How?! Sure, some creatures could naturally enter and exit the Dragon Stream; the Lunar Scouts had been studying them for hundreds of years, trying to unlock their secrets. But doing so took enormous amounts of energy, so much so that most never used the ability except to escape or ambush prey.
Yet these constructs surfaced and submerged with reckless frequency, weaving through the void until it felt as if hundreds surrounded him. Only his Divine Sense kept the illusion at bay, showing him the truth: the same dozen or so darted in circles, slipping like minnows through water.
And they weren't even alive.
That was what unsettled him most. These were not void beasts with instinctual ties to the Stream, but lifeless constructs — little more than an assembly of parts around a hollow core. The Lunar Scouts had only just begun experimenting with dragging inert objects into the Stream through tethered beasts. Even then, success was rare and costly. So how had this hidden faction leapt so far past them? What secrets let them turn such crude things into Stream-dancers?

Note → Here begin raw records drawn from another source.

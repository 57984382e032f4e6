//! Fatigue/readiness derivation and SRA recovery estimation
//!
//! The fatigue state is ephemeral: recreated on every generation call from
//! the explicit check-in when present, else the most recent history entry.
//! SRA recovery is advisory only — it annotates the plan, never gates
//! selection.

use std::collections::BTreeMap;

use chrono::{DateTime, Utc};
use serde::{Deserialize, Serialize};
use tracing::warn;

use crate::models::exercise::{BodyPart, Muscle};
use crate::models::history::{SessionStatus, WorkoutHistoryEntry};
use crate::models::profile::CheckIn;

/// Recovery percentage under which a targeted muscle draws a warning
pub const SRA_WARNING_THRESHOLD: f64 = 80.0;

// ---------------------------------------------------------------------------
/// Fatigue state
// ---------------------------------------------------------------------------

#[derive(Debug, Clone, Serialize, Deserialize)]
pub struct FatigueState {
    /// 1-5; defaults to 3 with no signal
    pub readiness: u8,
    pub soreness_notes: Vec<String>,
    pub missed_last_session: bool,
    pub pain_flags: BTreeMap<BodyPart, u8>,
}

impl Default for FatigueState {
    fn default() -> Self {
        Self {
            readiness: 3,
            soreness_notes: Vec::new(),
            missed_last_session: false,
            pain_flags: BTreeMap::new(),
        }
    }
}

impl FatigueState {
    pub fn low_readiness(&self) -> bool {
        self.readiness <= 2
    }
}

/// Derive fatigue from check-in or, failing that, the latest history entry.
///
/// `missed_last_session` is true only when the most recent entry was
/// skipped outright, regardless of where readiness came from.
pub fn derive_fatigue_state(
    check_in: Option<&CheckIn>,
    history: &[WorkoutHistoryEntry],
) -> FatigueState {
    let latest = history.iter().max_by_key(|e| e.date);
    let missed_last_session =
        latest.map(|e| e.status == SessionStatus::Skipped).unwrap_or(false);

    if let Some(check_in) = check_in {
        return FatigueState {
            readiness: check_in.readiness.clamp(1, 5),
            soreness_notes: check_in.soreness_notes.clone(),
            missed_last_session,
            pain_flags: check_in.pain_flags.clone(),
        };
    }

    match latest {
        Some(entry) => FatigueState {
            readiness: entry.readiness.unwrap_or(3).clamp(1, 5),
            soreness_notes: entry.soreness_notes.clone(),
            missed_last_session,
            pain_flags: entry.pain_flags.clone(),
        },
        None => FatigueState::default(),
    }
}

// ---------------------------------------------------------------------------
/// SRA recovery
// ---------------------------------------------------------------------------

/// Full-recovery window per muscle, in hours
pub fn recovery_window_hours(muscle: Muscle) -> f64 {
    match muscle {
        // Large lower-body muscles recover slowest
        Muscle::Quads | Muscle::Hamstrings | Muscle::Glutes | Muscle::LowerBack => 72.0,
        // Small, high-frequency muscles bounce back fast
        Muscle::Biceps | Muscle::Triceps | Muscle::Forearms | Muscle::Calves | Muscle::Abs => 36.0,
        _ => 48.0,
    }
}

/// Percentage recovered per muscle since its last stimulus. Muscles with no
/// recorded stimulus are fully recovered.
pub fn recovery_percentages(
    last_stimulus: &BTreeMap<Muscle, DateTime<Utc>>,
    as_of: DateTime<Utc>,
) -> BTreeMap<Muscle, f64> {
    last_stimulus
        .iter()
        .map(|(muscle, stimulated_at)| {
            let elapsed_hours = (as_of - *stimulated_at).num_minutes() as f64 / 60.0;
            let pct = (elapsed_hours / recovery_window_hours(*muscle) * 100.0).clamp(0.0, 100.0);
            (*muscle, pct)
        })
        .collect()
}

/// Advisory warnings for targeted muscles still under the recovery
/// threshold. Never blocks selection.
pub fn sra_warnings(
    targeted: impl IntoIterator<Item = Muscle>,
    recovery: &BTreeMap<Muscle, f64>,
) -> Vec<String> {
    let mut warnings = Vec::new();
    for muscle in targeted {
        if let Some(pct) = recovery.get(&muscle) {
            if *pct < SRA_WARNING_THRESHOLD {
                warn!(muscle = muscle.as_str(), recovery_pct = pct, "muscle under-recovered");
                warnings.push(format!(
                    "{} is ~{:.0}% recovered since its last stimulus",
                    muscle.as_str(),
                    pct
                ));
            }
        }
    }
    warnings
}

// ---------------------------------------------------------------------------
/// Tests
// ---------------------------------------------------------------------------
//! Periodization engine
//!
//! Maps (week-in-block, goal, training age) to intensity and volume
//! modifiers. Weeks are 1-indexed and wrap into a fixed 4-week block; the
//! final week of every block is the deload.
//!
//! Key principles:
//! - Pure functions of their inputs, no stored state
//! - Volume ramps while relative intensity steps up toward the deload
//! - Deload is a hard cut: half volume, RPE capped, uniform back-off load

use serde::{Deserialize, Serialize};

use crate::models::profile::{Goal, PolicyVersion, TrainingAge};

/// Mesocycle length in weeks; the last week is always deload
pub const BLOCK_LENGTH: u8 = 4;

/// RPE ceiling applied to every set on a deload week
pub const DELOAD_RPE_CAP: f64 = 6.0;

// ---------------------------------------------------------------------------
/// Modifiers
// ---------------------------------------------------------------------------

#[derive(Debug, Clone, Copy, PartialEq, Serialize, Deserialize)]
pub struct PeriodizationModifiers {
    pub rpe_offset: f64,
    pub set_multiplier: f64,
    pub back_off_multiplier: f64,
    pub is_deload: bool,
    pub week_in_block: u8,
}

impl Default for PeriodizationModifiers {
    fn default() -> Self {
        get_periodization_modifiers(1, Goal::Hypertrophy, None)
    }
}

/// Wrap an arbitrary week index into the 1-indexed block
fn wrap_week(week: u8) -> u8 {
    if week == 0 {
        return 1;
    }
    ((week - 1) % BLOCK_LENGTH) + 1
}

fn goal_back_off_multiplier(goal: Goal) -> f64 {
    match goal {
        Goal::Hypertrophy => 0.88,
        Goal::Strength => 0.90,
        _ => 0.85,
    }
}

/// RPE offset without training age: generic 4-bucket step over block progress
fn generic_rpe_offset(t: f64) -> f64 {
    if t <= 0.25 {
        -1.5
    } else if t <= 0.5 {
        -0.5
    } else if t <= 0.75 {
        0.5
    } else {
        1.0
    }
}

/// Age-specific 3-bucket tables; beginners swing the least, advanced the most
fn age_rpe_offset(t: f64, age: TrainingAge) -> f64 {
    let buckets = match age {
        TrainingAge::Beginner => [-1.0, -0.5, 0.0],
        TrainingAge::Intermediate => [-1.5, -0.5, 0.5],
        TrainingAge::Advanced => [-2.0, -0.5, 1.0],
    };
    if t <= 1.0 / 3.0 {
        buckets[0]
    } else if t <= 2.0 / 3.0 {
        buckets[1]
    } else {
        buckets[2]
    }
}

/// Periodization modifiers for one week of the block.
///
/// `get_periodization_modifiers(1, Goal::Hypertrophy, None)` yields
/// `{rpe_offset: -1.5, set_multiplier: 1.0, back_off_multiplier: 0.88,
/// is_deload: false, week_in_block: 1}`.
pub fn get_periodization_modifiers(
    week_in_block: u8,
    goal: Goal,
    training_age: Option<TrainingAge>,
) -> PeriodizationModifiers {
    let week = wrap_week(week_in_block);

    if week == BLOCK_LENGTH {
        return PeriodizationModifiers {
            rpe_offset: -2.0,
            set_multiplier: 0.5,
            back_off_multiplier: 0.75,
            is_deload: true,
            week_in_block: week,
        };
    }

    // Progress: 0 at week 1, 1 at the week before deload
    let t = f64::from(week - 1) / f64::from(BLOCK_LENGTH - 2);

    let rpe_offset = match training_age {
        Some(age) => age_rpe_offset(t, age),
        None => generic_rpe_offset(t),
    };

    PeriodizationModifiers {
        rpe_offset,
        set_multiplier: 1.0 + 0.3 * t,
        back_off_multiplier: goal_back_off_multiplier(goal),
        is_deload: false,
        week_in_block: week,
    }
}

/// The full block, week by week; consumed by rationale rendering
pub fn get_mesocycle_periodization(
    goal: Goal,
    training_age: Option<TrainingAge>,
) -> Vec<PeriodizationModifiers> {
    (1..=BLOCK_LENGTH)
        .map(|week| get_periodization_modifiers(week, goal, training_age))
        .collect()
}

// ---------------------------------------------------------------------------
/// Rep ranges and base RPE by goal
// ---------------------------------------------------------------------------

#[derive(Debug, Clone, Copy, PartialEq, Eq, Serialize, Deserialize)]
pub struct GoalRepRanges {
    /// Main-lift range (lo, hi)
    pub main: (u8, u8),
    /// Accessory range (lo, hi)
    pub accessory: (u8, u8),
}

pub fn get_goal_rep_ranges(goal: Goal, policy: PolicyVersion) -> GoalRepRanges {
    match goal {
        Goal::Hypertrophy => GoalRepRanges { main: (6, 10), accessory: (8, 15) },
        Goal::Strength => GoalRepRanges { main: (3, 6), accessory: (6, 10) },
        Goal::FatLoss => {
            let accessory = match policy {
                PolicyVersion::V1 => (10, 20),
                PolicyVersion::V2 => (12, 25),
            };
            GoalRepRanges { main: (8, 12), accessory }
        }
        Goal::Endurance => GoalRepRanges { main: (12, 15), accessory: (15, 25) },
        Goal::GeneralFitness => GoalRepRanges { main: (8, 12), accessory: (10, 15) },
    }
}

/// Base top-set RPE target before readiness and periodization adjustments
pub fn get_base_target_rpe(goal: Goal, training_age: TrainingAge) -> f64 {
    let base = match goal {
        Goal::Hypertrophy => 7.5,
        Goal::Strength => 8.0,
        Goal::FatLoss => 7.0,
        Goal::Endurance => 7.0,
        Goal::GeneralFitness => 7.0,
    };
    match training_age {
        TrainingAge::Beginner => base - 0.5,
        TrainingAge::Intermediate => base,
        TrainingAge::Advanced => base + 0.5,
    }
}

// ---------------------------------------------------------------------------
/// Tests
// ---------------------------------------------------------------------------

His feathers bristled. He halted his attack. He'd be a fool not to see that the larger construct was waiting for an opening to use its dwindling charges. Instead, he spread his Divine Sense wide, one portion anchored firmly to the container of blue crystals. Twice already, he had intercepted attempts to snatch more fuel, turning aside the smaller constructs before they could slip away with their prize.
Patience, he told himself.
The strange energy shield was an issue. But if he could break through that, the rest of the construct would likely crumple with one blow.
The void grew taut with anticipation. Both sides tested, feinted, probed for weakness. He lashed out at the smaller constructs when he could, but they darted like eels through the currents, vanishing in the blink of an eye. They could not evade forever. One slip, one mistake, and the final gong of this battle would sound.
But as fate delighted in mocking him, it was Lian Peng who slipped first.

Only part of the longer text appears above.